Resident inquires about sandbags near river

CHARLES TOWN, W.Va. - A Harpers Ferry, W.Va., man told the Jefferson County Commissioners Thursday that sandbags have been placed along the edge of the Shenandoah River at the Millville Quarry and he wants to know why.

Harpers Ferry, W.Va., resident Fred Blackmer said he began getting calls from nearby property owners about the sandbags and other issues relating to the quarry on Monday.

Blackmer, who is running for the 58th House of Delegates seat in West Virginia, said it appears the sandbags are being placed in the river to keep river water from entering the quarry.

Blackmer asked the County Commissioners Thursday to contact officials at the quarry to determine the status of their operations there.

"The community at least deserves to be informed," said Blackmer.

The Millville Quarry is off Millville Road west of Harpers Ferry.

A man who answered the phone at Millville Quarry Thursday night said he had no knowledge of the sandbags and referred questions to management.


County official urges support of farmland bill

CHARLES TOWN, W.Va. - With one state official coming out against the proposal, Jefferson County Commission President James K. Ruland is asking Jefferson County residents to put pressure on Gov. Bob Wise to sign a farmland protection funding bill.

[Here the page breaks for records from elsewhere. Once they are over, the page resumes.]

use glam::Mat4;
use wgpu::util::DeviceExt;

use crate::render::RenderCtx;
use crate::shader::{Sideness, Vertex};

use super::ImageId;

/// Drawable geometry with the images projected onto it.
pub struct Object {
    name: String,
    vertices: Vec<Vertex>,
    model: Mat4,
    sideness: Sideness,
    textures: Vec<ImageId>,

    vbo: Option<wgpu::Buffer>,
    dirty: bool,
}

impl Object {
    pub fn new(name: impl Into<String>) -> Self {
        Self {
            name: name.into(),
            vertices: Vec::new(),
            model: Mat4::IDENTITY,
            sideness: Sideness::default(),
            textures: Vec::new(),
            vbo: None,
            dirty: true,
        }
    }

    /// `width` x `height` rectangle in the XY plane, centered on the origin,
    /// facing +Z, with texture `v` running top to bottom.
    pub fn plane(name: impl Into<String>, width: f32, height: f32) -> Self {
        let (hw, hh) = (width * 0.5, height * 0.5);
        let n = [0.0, 0.0, 1.0];
        let tl = Vertex::new([-hw, hh, 0.0], [0.0, 0.0], n);
        let tr = Vertex::new([hw, hh, 0.0], [1.0, 0.0], n);
        let br = Vertex::new([hw, -hh, 0.0], [1.0, 1.0], n);
        let bl = Vertex::new([-hw, -hh, 0.0], [0.0, 1.0], n);

        let mut obj = Self::new(name);
        obj.set_vertices(vec![tl, bl, br, tl, br, tr]);
        obj
    }

    pub fn name(&self) -> &str {
        &self.name
    }

    pub fn vertices(&self) -> &[Vertex] {
        &self.vertices
    }

    /// Replaces the triangle list.
    pub fn set_vertices(&mut self, vertices: Vec<Vertex>) {
        self.vertices = vertices;
        self.dirty = true;
    }

    pub fn model(&self) -> Mat4 {
        self.model
    }

    pub fn set_model(&mut self, model: Mat4) {
        self.model = model;
    }

    pub fn sideness(&self) -> Sideness {
        self.sideness
    }

    pub fn set_sideness(&mut self, sideness: Sideness) {
        self.sideness = sideness;
    }

    pub fn textures(&self) -> &[ImageId] {
        &self.textures
    }

    /// Adds an image layer. Returns `false` if it was already linked.
    pub fn link_texture(&mut self, image: ImageId) -> bool {
        if self.textures.contains(&image) {
            return false;
        }
        self.textures.push(image);
        true
    }

    pub fn unlink_texture(&mut self, image: ImageId) -> bool {
        let before = self.textures.len();
        self.textures.retain(|&t| t != image);
        self.textures.len() != before
    }

    /// Uploads the vertex buffer if the geometry changed.
    pub fn prepare(&mut self, ctx: &RenderCtx) {
        if !self.dirty {
            return;
        }
        self.dirty = false;
        self.vbo = (!self.vertices.is_empty()).then(|| {
            ctx.device().create_buffer_init(&wgpu::util::BufferInitDescriptor {
                label: Some(&self.name),
                contents: bytemuck::cast_slice(&self.vertices),
                usage: wgpu::BufferUsages::VERTEX,
            })
        });
    }

    /// Whether [`draw`](Self::draw) has anything to record.
    pub fn is_ready(&self) -> bool {
        self.vbo.is_some()
    }

    pub(crate) fn draw(&self, pass: &mut wgpu::RenderPass<'_>) {
        let Some(vbo) = &self.vbo else { return };
        pass.set_vertex_buffer(0, vbo.slice(..));
        pass.draw(0..self.vertices.len() as u32, 0..1);
    }
}

impl std::fmt::Debug for Object {
    fn fmt(&self, f: &mut std::fmt::Formatter<'_>) -> std::fmt::Result {
        f.debug_struct("Object")
            .field("name", &self.name)
            .field("vertices", &self.vertices.len())
            .field("textures", &self.textures)
            .finish()
    }
}

#[cfg(test)]
mod tests {
    use slotmap::SlotMap;

    use super::*;

    #[test]
    fn plane_faces_positive_z() {
        let p = Object::plane("screen", 2.0, 1.0);
        assert_eq!(p.vertices().len(), 6);
        assert!(p.vertices().iter().all(|v| v.normal == [0.0, 0.0, 1.0]));
        assert!(p.vertices().iter().all(|v| v.position[0].abs() == 1.0));
    }

    #[test]
    fn texture_links_are_unique() {
        let mut ids: SlotMap<ImageId, ()> = SlotMap::with_key();
        let a = ids.insert(());
        let mut obj = Object::new("o");
        assert!(obj.link_texture(a));
        assert!(!obj.link_texture(a));
        assert!(obj.unlink_texture(a));
        assert!(obj.textures().is_empty());
    }
}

The bill passed by the Legislature last Saturday allows counties to raise money for farmland preservation efforts by taking a share of county hotel and motel taxes or increasing a real estate transfer tax.

Ruland said state Agriculture Commissioner Gus Douglass is opposed to the bill because he has concerns about the funding operations occurring at the county level.

At the commissioners meeting Thursday, Ruland urged county residents to write, call or e-mail Wise's office to urge him to sign the bill into law.

Farmland preservation has been a popular issue in the Eastern Panhandle where farmland is starting to quickly disappear for residential development.

Berkeley commission OKs fire nuisance fee

MARTINSBURG, W.Va. - The Berkeley County Commission voted unanimously Thursday to implement a $100 fire service nuisance fee on calls that mistakenly dispatch fire service equipment or personnel.

The Berkeley County Fire Board will assess the penalty to every fire service consumer who directly or indirectly causes the dispatch of fire service equipment and personnel to their property, by error, whether human or mechanical, more than three times in any calendar month, according to the ordinance signed by the three commissioners.

The penalty will also be assessed to a property owner for all "false alarms" in excess of three in a month, according to the ordinance.